Hari Ibu 2025: Reconnect to Connect, Saat Ibu Menemukan Dirinya Lagi

3 hours ago 8

CANTIKA.COM, Jakarta - Tak terasa, empat hari lagi kita akan memperingati Hari Ibu. Sejak ditetapkan pada 22 Desember 1928, Hari Ibu menjadi momen refleksi untuk menghargai perjalanan, perjuangan, dan peran perempuan dalam keluarga maupun masyarakat. Namun, di balik peringatan ini, ada cerita yang kerap luput dibahas tentang perjalanan ibu menemukan kembali dirinya sendiri.

Tahun ini, Cantika menghadirkan edisi khusus bertajuk “Reconnect to Connect”, sebuah tema yang memotret sisi emosional dan personal dari ibu. Edisi ini mengajak kita melihat bagaimana ibu belajar terhubung kembali dengan dirinya sembari menjalani peran pengasuhan bersama pasangan.

Melalui tema ini, Cantika menampilkan kisah tiga ibu dari latar belakang berbeda. Ada Gina Sabrina, ibu rumah tangga dengan tiga anak yang bergulat dengan dinamika peran domestik; Karina Nastasia, Human Capital di LiuGong Indonesia yang menyeimbangkan karier dan peran sebagai ibu satu anak; serta Kartika Trianita, pemilik Konselor Karier yang juga menjalani peran ibu dengan satu anak. Cerita ketiga ibu menunjukkan perjalanan setiap ibu tidak pernah sama, tetapi selalu sarat makna.

Tak hanya menghadirkan kisah personal, Cantika juga berbincang dengan psikolog klinis Kezia Toto untuk membahas rasa kehilangan diri setelah ibu melahirkan dan bagaimana ibu bisa kembali merawat dirinya tanpa harus merasa egois atau bersalah.

Edisi khusus ini menjadi ruang aman untuk refleksi, validasi emosi, dan penguatan diri bagi para ibu, sekaligus membuka percakapan yang lebih jujur tentang kesehatan mental dan identitas perempuan setelah menjadi ibu.

Ilustrasi ibu menemani anak bermain. Foto: Freepik.com

Yang Dilakukan Kemen PPA di Hari Ibu ke-97

Dalam rangka Peringatan Hari Ibu ke-97 Tahun 2025, Kementerian Pemberdayaan Perempuan dan Perlindungan Anak (Kemen PPPA) akan meluncurkan Rumah Perlindungan Pekerja Perempuan (RP3) sebagai langkah untuk melindungi perempuan pekerja, baik dari sisi hukum maupun psikologis.

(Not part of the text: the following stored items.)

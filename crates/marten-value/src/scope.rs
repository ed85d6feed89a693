//! Global scope registry for qualified-name resolution.
//!
//! Serialized guards reference types by qualified name. On load, those
//! names are resolved against the scope the loading process provides;
//! identity of the resolved type object is then what guards compare.

use rustc_hash::FxHashMap;
use std::sync::Arc;
use thiserror::Error;

use crate::object::TypeObject;

/// Error registering a type into a [`GlobalScope`].
#[derive(Debug, Error)]
pub enum ScopeError {
    /// The type has no qualified name and cannot be registered.
    #[error("type `{name}` has no qualified name; define it at global scope")]
    NotGlobal {
        /// Display name of the offending type
        name: String,
    },
    /// Another type is already registered under this qualified name.
    #[error("qualified name `{qualified_name}` is already registered")]
    Duplicate {
        /// The contested qualified name
        qualified_name: String,
    },
}

/// Mapping from qualified name to type object.
#[derive(Default)]
pub struct GlobalScope {
    types: FxHashMap<String, Arc<TypeObject>>,
}

impl GlobalScope {
    /// Create an empty scope.
    pub fn new() -> Self {
        Self::default()
    }

    /// Register a globally reachable type under its qualified name.
    pub fn register(&mut self, ty: Arc<TypeObject>) -> Result<(), ScopeError> {
        let Some(qualified_name) = ty.qualified_name() else {
            return Err(ScopeError::NotGlobal {
                name: ty.name().to_string(),
            });
        };
        if self.types.contains_key(qualified_name) {
            return Err(ScopeError::Duplicate {
                qualified_name: qualified_name.to_string(),
            });
        }
        self.types.insert(qualified_name.to_string(), ty);
        Ok(())
    }

    /// Resolve a qualified name to its type object.
    pub fn resolve(&self, qualified_name: &str) -> Option<&Arc<TypeObject>> {
        self.types.get(qualified_name)
    }

    /// Check whether a qualified name is registered.
    pub fn contains(&self, qualified_name: &str) -> bool {
        self.types.contains_key(qualified_name)
    }
}

impl std::fmt::Debug for GlobalScope {
    fn fmt(&self, f: &mut std::fmt::Formatter<'_>) -> std::fmt::Result {
        f.debug_struct("GlobalScope")
            .field("types", &self.types.keys().collect::<Vec<_>>())
            .finish()
    }
}

#[cfg(test)]
mod tests {
    use super::*;

    #[test]
    fn local_types_are_rejected() {
        let mut scope = GlobalScope::new();
        let local = TypeObject::builder("LocalModule").build();
        assert!(matches!(
            scope.register(local),
            Err(ScopeError::NotGlobal { .. })
        ));
    }

    #[test]
    fn resolve_returns_the_registered_type() {
        let mut scope = GlobalScope::new();
        let ty = TypeObject::builder("GlobalModule")
            .qualified("tests.GlobalModule")
            .build();
        scope.register(ty.clone()).unwrap();

        let resolved = scope.resolve("tests.GlobalModule").unwrap();
        assert!(Arc::ptr_eq(resolved, &ty));
        assert!(scope.resolve("tests.Missing").is_none());
    }

    #[test]
    fn duplicate_registration_is_rejected() {
        let mut scope = GlobalScope::new();
        let a = TypeObject::builder("A").qualified("m.A").build();
        let b = TypeObject::builder("A").qualified("m.A").build();
        scope.register(a).unwrap();
        assert!(matches!(
            scope.register(b),
            Err(ScopeError::Duplicate { .. })
        ));
    }
}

Dikutip dari situs resmi Kemen PPPa, Asisten Deputi Bidang Perlindungan Hak Perempuan Pekerja dan TPPO, Prijadi Santoso mengatakan RP3 diluncurkan sebagai layanan terdekat bagi pekerja perempuan untuk mendapatkan pencegahan, pengaduan, dan pendampingan atas kasus kekerasan di tempat kerja.

“RP3 tidak harus berbentuk bangunan fisik, tetapi ke depan juga akan dikembangkan dalam bentuk layanan digital agar lebih mudah dijangkau pekerja perempuan. Seperti layanan kesehatan, korban tidak harus langsung ke rumah sakit besar. Yang penting ada akses pertama yang cepat, aman, dan dekat. Itulah prinsip RP3," ujar Prijadi, pada Rabu, 10 Desember 2025.

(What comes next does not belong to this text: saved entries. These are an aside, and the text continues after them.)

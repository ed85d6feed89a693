//! # Marten Guards
//!
//! Guard construction, evaluation, and serialization for the Marten
//! tracing JIT. A compiled specialization is valid only while the
//! runtime preconditions observed during tracing still hold; this crate
//! records those preconditions as [`GuardDescriptor`]s, compiles them
//! into a [`GuardManager`] tree for fast single-pass checking, and
//! persists/restores the serializable subset across process boundaries
//! so compiled artifacts can be reused without re-tracing.
//!
//! ## Design principles
//!
//! - **Independent predicates**: guards are standalone boolean checks,
//!   not a joint constraint system.
//! - **Fail precise, fail fast**: construction, save, and load each
//!   reject impossible guards immediately, naming the kind and reason.
//! - **Identity never crosses a process**: kinds that depend on
//!   addresses, mutation counters, aliasing, or weak-reference liveness
//!   check fine at runtime and refuse to serialize.

#![warn(clippy::all)]
#![warn(missing_docs)]
#![deny(unsafe_code)]

pub mod check;
pub mod descriptor;
pub mod error;
mod evaluate;
pub mod manager;
pub mod state;

pub use check::{CheckFunctionManager, GuardFilter, KindFilter, TraceOutput};
pub use descriptor::{
    AccessStep, GuardDescriptor, GuardKind, GuardParams, GuardPath, Root, Serializability,
};
pub use error::{ConstructionError, LoadError, SaveError};
pub use manager::GuardManager;
pub use state::GuardsState;

/// Guards state format version
pub const GUARDS_STATE_VERSION: u32 = 1;

/// Magic bytes for guards state blobs
pub const GUARDS_STATE_MAGIC: [u8; 8] = *b"MRTNGS\0\0";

Selain menerima pengaduan, RP3 mengedepankan pencegahan dan pendampingan. Petugasnya wajib berkompeten agar tidak menyalahkan korban dan mampu memberikan layanan berperspektif korban. Perlindungan tidak berhenti pada penanganan kasus saja, tetapi juga memastikan korban tetap aman bekerja.

Prijadi mengatakan kekerasan terhadap perempuan pekerja masih menjadi masalah serius dan sering kali tidak terungkap. Banyak kasus yang tidak dilaporkan karena adanya relasi kuasa antara pemberi kerja dan pekerja, serta stigma terhadap korban di lingkungan kerja.

“Berdasarkan Survei Pengalaman Hidup Perempuan Nasional (SPHPN) 2024, sebanyak 25,6 persen perempuan yang bekerja mengalami kekerasan fisik dan/atau seksual. Data Sistem Informasi Online Perlindungan Perempuan dan Anak (SIMFONI PPA) juga mencatat 1.308 perempuan dewasa menjadi korban kekerasan di tempat kerja selama periode 2020–2024,” kata Prijadi.

Prijadi menjelaskan peluncuran RP3 sekaligus menjadi momentum untuk kembali menggaungkan kebijakan sensitif gender, yang sejak terbitnya Permen PPPA Nomor 1 Tahun 2023 terus disosialisasikan. Ia menegaskan pemahaman gender masih sering disalahartikan.

“Tantangan terbesar yang kita hadapi adalah masih kuatnya budaya patriarki, yang membuat posisi perempuan sering kali lebih rendah di dunia kerja. Ketimpangan ini terlihat jelas dari rasio partisipasi angkatan kerja yang sejak 2005 masih berada di kisaran 55 berbanding 85," ungkapnya.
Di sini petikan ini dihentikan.